Qui trovano terreno fertile i capolavori di Ed Wood e la cosiddetta exploitation, genere cinematografico che ha come scopo principale l’intrattenimento senza particolari velleità artistiche, ma che si concentra su sesso e violenza esplicite. Proprio in quest’ultimo filone Roger Corman trova il suo successo. Inizialmente come regista e poi soprattutto come produttore, Corman ha creato un modo di fare cinema: basso budget, tempi stretti e creatività assoluta. Gira film in pochissimo tempo, il leggendario “La Piccola Bottega degli Orrori” (1960), esordio di Jack Nicholson, fu girato in 2 giorni! La sua mente fertile ed ingegnosa lo fa avvicinare a molti generi differenti, dal sci-fi agli horror ispirati a Edgar Allan Poe. Il suo culmine registico giunge nel 1967 con “The Trip” (Il serpente di Fuoco, in Italiano), film drammatico scritto da Jack Nicholson e interpretato da Peter Fonda che racconta della prima esperienza con l’LSD da parte di un uomo in crisi esistenziale.

Per girare il film Corman stesso usa la droga per la prima volta, questo film porterà a problemi distributivi con la fino ad allora fedelissima American International Pictures.Da quel momento in poi Corman si concentrerà sull’attività di produttore e fonderà la New World Pictures, a lui dobbiamo il debutto di grandissime stelle del calibro di Martin Scorsese, Francis Ford Coppola, Jonathan Demme, Joe Dante e Ron Howard, fu proprio Corman a consigliare al giovane “Ricky Cunningham” di concentrarsi sulla carriera registica rispetto a quella attoriale. Ma il grande merito di Roger Corman è stato quello di portare negli Stati Uniti il grande cinema straniero, grazie a lui gli statunitensi hanno potuto conoscere Fellini, Bergman, Truffaut e Kurosawa. Considerato dai più “il re dei b-movies” ha portato nei cinema degli Stati Uniti ben 5 film vincitori dell’Oscar come miglior film straniero.
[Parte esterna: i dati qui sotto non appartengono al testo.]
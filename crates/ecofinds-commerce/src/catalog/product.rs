//! Product records.

use crate::catalog::Category;
use crate::ids::ProductId;
use crate::money::Money;
use serde::{Deserialize, Serialize};

/// A second-hand item offered in the catalog.
#[derive(Debug, Clone, Serialize, Deserialize, PartialEq)]
pub struct Product {
    /// Unique product identifier.
    pub id: ProductId,
    /// Title shown on cards.
    pub title: String,
    /// Asking price.
    pub price: Money,
    /// Catalog category.
    pub category: Category,
    /// Free-text description, searched alongside the title.
    pub description: String,
    /// Seller display name.
    pub seller: String,
    /// Optional image URL. Cards fall back to the title initial.
    #[serde(default)]
    pub image: Option<String>,
}

impl Product {
    /// Create a product with an empty description and seller.
    pub fn new(
        id: impl Into<ProductId>,
        title: impl Into<String>,
        price: Money,
        category: Category,
    ) -> Self {
        Self {
            id: id.into(),
            title: title.into(),
            price,
            category,
            description: String::new(),
            seller: String::new(),
            image: None,
        }
    }

    pub fn with_description(mut self, description: impl Into<String>) -> Self {
        self.description = description.into();
        self
    }

    pub fn with_seller(mut self, seller: impl Into<String>) -> Self {
        self.seller = seller.into();
        self
    }

    /// Uppercased first character of the title, used as placeholder art.
    pub fn initial(&self) -> String {
        title_initial(&self.title)
    }
}

/// Uppercased first character of a title, or an empty string.
pub(crate) fn title_initial(title: &str) -> String {
    title
        .chars()
        .next()
        .map(|c| c.to_uppercase().collect())
        .unwrap_or_default()
}
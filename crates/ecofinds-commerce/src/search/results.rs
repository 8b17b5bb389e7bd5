//! Search result set.

use crate::catalog::Product;

/// Products that passed a [`SearchQuery`](crate::search::SearchQuery).
#[derive(Debug, Clone, PartialEq)]
pub struct SearchResults<'a> {
    products: Vec<&'a Product>,
    catalog_size: usize,
}

impl<'a> SearchResults<'a> {
    pub(crate) fn new(products: Vec<&'a Product>, catalog_size: usize) -> Self {
        Self {
            products,
            catalog_size,
        }
    }

    /// Number of matching products.
    pub fn count(&self) -> usize {
        self.products.len()
    }

    /// True when nothing matched. The view shows "Clear Filters" then.
    pub fn is_empty(&self) -> bool {
        self.products.is_empty()
    }

    /// Size of the catalog that was searched.
    pub fn catalog_size(&self) -> usize {
        self.catalog_size
    }

    /// "1 product found" / "3 products found".
    pub fn summary(&self) -> String {
        let count = self.count();
        let plural = if count == 1 { "" } else { "s" };
        format!("{} product{} found", count, plural)
    }

    pub fn iter(&self) -> impl Iterator<Item = &'a Product> + '_ {
        self.products.iter().copied()
    }

    pub fn into_products(self) -> Vec<&'a Product> {
        self.products
    }
}
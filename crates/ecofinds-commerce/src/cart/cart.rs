//! Cart and line item types.

use crate::cart::{compute_totals, CartTotals, ShippingPolicy};
use crate::catalog::{Category, Product};
use crate::error::CommerceError;
use crate::ids::ProductId;
use crate::money::Money;
use serde::{Deserialize, Serialize};

/// A product/quantity pair in the cart.
///
/// Product fields are copied in so the cart renders without the catalog.
#[derive(Debug, Clone, Serialize, Deserialize, PartialEq)]
pub struct LineItem {
    /// Product id; one line per product.
    pub id: ProductId,
    /// Product title (denormalized for display).
    pub title: String,
    /// Unit price.
    pub price: Money,
    /// Quantity, always at least 1.
    pub quantity: u32,
    /// Seller display name.
    pub seller: String,
    /// Product category.
    pub category: Category,
    /// Optional image URL.
    #[serde(default)]
    pub image: Option<String>,
}

impl LineItem {
    /// Create a line for `product`.
    ///
    /// Returns an error if quantity is zero.
    pub fn from_product(product: &Product, quantity: u32) -> Result<Self, CommerceError> {
        if quantity == 0 {
            return Err(CommerceError::InvalidQuantity(0));
        }
        Ok(Self {
            id: product.id.clone(),
            title: product.title.clone(),
            price: product.price,
            quantity,
            seller: product.seller.clone(),
            category: product.category,
            image: product.image.clone(),
        })
    }

    /// Unit price times quantity.
    pub fn line_total(&self) -> Money {
        self.price * self.quantity
    }

    pub fn initial(&self) -> String {
        crate::catalog::title_initial(&self.title)
    }
}

/// The session's shopping cart.
#[derive(Debug, Clone, Default, Serialize, Deserialize, PartialEq)]
#[serde(transparent)]
pub struct Cart {
    lines: Vec<LineItem>,
}

impl Cart {
    /// Create an empty cart.
    pub fn new() -> Self {
        Self::default()
    }

    /// Create a cart pre-seeded with lines.
    ///
    /// Lines with quantity 0 are dropped and repeated product ids are merged.
    pub fn from_lines(lines: impl IntoIterator<Item = LineItem>) -> Self {
        let mut cart = Self::new();
        for line in lines {
            if line.quantity == 0 {
                continue;
            }
            match cart.lines.iter_mut().find(|l| l.id == line.id) {
                Some(existing) => existing.quantity = existing.quantity.saturating_add(line.quantity),
                None => cart.lines.push(line),
            }
        }
        cart
    }

    /// Add `quantity` of `product`.
    ///
    /// If the product already has a line its quantity grows; otherwise a new
    /// line is appended. Returns an error if quantity is zero.
    pub fn add_product(&mut self, product: &Product, quantity: u32) -> Result<(), CommerceError> {
        if quantity == 0 {
            return Err(CommerceError::InvalidQuantity(0));
        }
        if let Some(existing) = self.lines.iter_mut().find(|l| l.id == product.id) {
            existing.quantity = existing.quantity.saturating_add(quantity);
            return Ok(());
        }
        self.lines.push(LineItem::from_product(product, quantity)?);
        Ok(())
    }

    /// Replace a line's quantity.
    ///
    /// Quantities below 1 are ignored, as are unknown line ids. Returns
    /// whether anything changed.
    pub fn set_quantity(&mut self, line_id: &ProductId, quantity: u32) -> bool {
        if quantity < 1 {
            return false;
        }
        match self.lines.iter_mut().find(|l| &l.id == line_id) {
            Some(line) if line.quantity != quantity => {
                line.quantity = quantity;
                true
            }
            _ => false,
        }
    }

    /// Raise a line's quantity by one.
    pub fn increment(&mut self, line_id: &ProductId) -> bool {
        match self.get(line_id) {
            Some(line) => {
                let next = line.quantity.saturating_add(1);
                self.set_quantity(line_id, next)
            }
            None => false,
        }
    }

    /// Lower a line's quantity by one. A line at 1 stays at 1.
    pub fn decrement(&mut self, line_id: &ProductId) -> bool {
        match self.get(line_id) {
            Some(line) => {
                let next = line.quantity.saturating_sub(1);
                self.set_quantity(line_id, next)
            }
            None => false,
        }
    }

    /// Remove a line, returning it. Unknown ids leave the cart untouched.
    pub fn remove_line(&mut self, line_id: &ProductId) -> Option<LineItem> {
        let index = self.lines.iter().position(|l| &l.id == line_id)?;
        Some(self.lines.remove(index))
    }

    /// Remove every line, returning them in cart order.
    pub fn clear(&mut self) -> Vec<LineItem> {
        std::mem::take(&mut self.lines)
    }

    /// Get a line by product id.
    pub fn get(&self, line_id: &ProductId) -> Option<&LineItem> {
        self.lines.iter().find(|l| &l.id == line_id)
    }

    pub fn lines(&self) -> &[LineItem] {
        &self.lines
    }

    pub fn is_empty(&self) -> bool {
        self.lines.is_empty()
    }

    /// Number of distinct lines.
    pub fn line_count(&self) -> usize {
        self.lines.len()
    }

    /// Sum of quantities across lines.
    pub fn item_count(&self) -> u64 {
        self.lines.iter().map(|l| u64::from(l.quantity)).sum()
    }

    /// Derived totals, recomputed from the current lines on every call.
    pub fn totals(&self, policy: &ShippingPolicy) -> CartTotals {
        compute_totals(&self.lines, policy)
    }
}
//! Newtype IDs for type-safe identifiers.
//!
//! A listing id and a product id are both plain strings in the sample data;
//! the newtypes keep a `ListingId` from being passed where a `ProductId` is
//! expected.

use serde::{Deserialize, Serialize};
use std::fmt;

/// Macro to generate newtype ID structs.
macro_rules! define_id {
    ($(#[$meta:meta])* $name:ident) => {
        $(#[$meta])*
        #[derive(Debug, Clone, PartialEq, Eq, Hash, PartialOrd, Ord, Serialize, Deserialize)]
        #[serde(transparent)]
        pub struct $name(String);

        impl $name {
            /// Create a new ID from a string.
            pub fn new(id: impl Into<String>) -> Self {
                Self(id.into())
            }

            /// Get the ID as a string slice.
            pub fn as_str(&self) -> &str {
                &self.0
            }

            /// Consume and return the inner string.
            pub fn into_inner(self) -> String {
                self.0
            }
        }

        impl fmt::Display for $name {
            fn fmt(&self, f: &mut fmt::Formatter<'_>) -> fmt::Result {
                f.write_str(&self.0)
            }
        }

        impl From<String> for $name {
            fn from(s: String) -> Self {
                Self(s)
            }
        }

        impl From<&str> for $name {
            fn from(s: &str) -> Self {
                Self(s.to_string())
            }
        }

        impl AsRef<str> for $name {
            fn as_ref(&self) -> &str {
                &self.0
            }
        }
    };
}

define_id!(
    /// Identifier of a catalog product. Cart lines are keyed by it too.
    ProductId
);
define_id!(
    /// Identifier of a seller's listing.
    ListingId
);
define_id!(
    /// Identifier of a placed order.
    OrderId
);

#[cfg(test)]
mod tests {
    use super::*;

    #[test]
    fn test_id_creation() {
        let id = ProductId::new("prod-123");
        assert_eq!(id.as_str(), "prod-123");
    }

    #[test]
    fn test_id_from_str() {
        let id: ListingId = "listing-456".into();
        assert_eq!(id.as_str(), "listing-456");
        assert_eq!(id.into_inner(), "listing-456");
    }

    #[test]
    fn test_id_display() {
        let id = OrderId::new("order-7");
        assert_eq!(format!("{}", id), "order-7");
    }

    #[test]
    fn test_id_serializes_as_plain_string() {
        let id = ProductId::new("3");
        assert_eq!(serde_json::to_string(&id).unwrap(), "\"3\"");
        let back: ProductId = serde_json::from_str("\"3\"").unwrap();
        assert_eq!(back, id);
    }
}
Siamo nel 1975 quando tutto questo cambierà nuovamente, con l’uscita nelle sale del film “Lo Squalo”. Il film, tratto dal successo letterario di Peter Benchley, ha lo stesso target dei film exploitation che riempiono i drive-in e le sale di periferia, ma ha un budget di 9 milioni di dollari e tutta la capacita distributiva della Universal Pictures sul territorio nazionale della CIC (casa di distribuzione fondata da Universal e dalla Paramount per distribuire i propri film al di fuori degli USA). Quando una major dimostra di poter raggiungere lo stesso pubblico del cinema indipendente, ma con un budget da blockbuster la linea è segnata. “Lo squalo” vince 3 Oscar: montaggio, sonoro e colonna sonora e incassa oltre 470 milioni di dollari nel mondo diventando il più grande successo cinematografico della storia (fino all’arrivo di Star Wars due anni più tardi).

Nel 1975 si segna lo scarto produttivo che cambia nuovamente il mercato, il budget torna a vincere la guerra del successo e il cinema indipendente (e internazionale) tornerà rapidamente ad essere un prodotto di nicchia.

Chissà, vista l’attuale crisi cinematografica che stiamo vivendo a livello mondiale, forse avremo presto un’altra inversione di rotta...noi restiamo a guardare.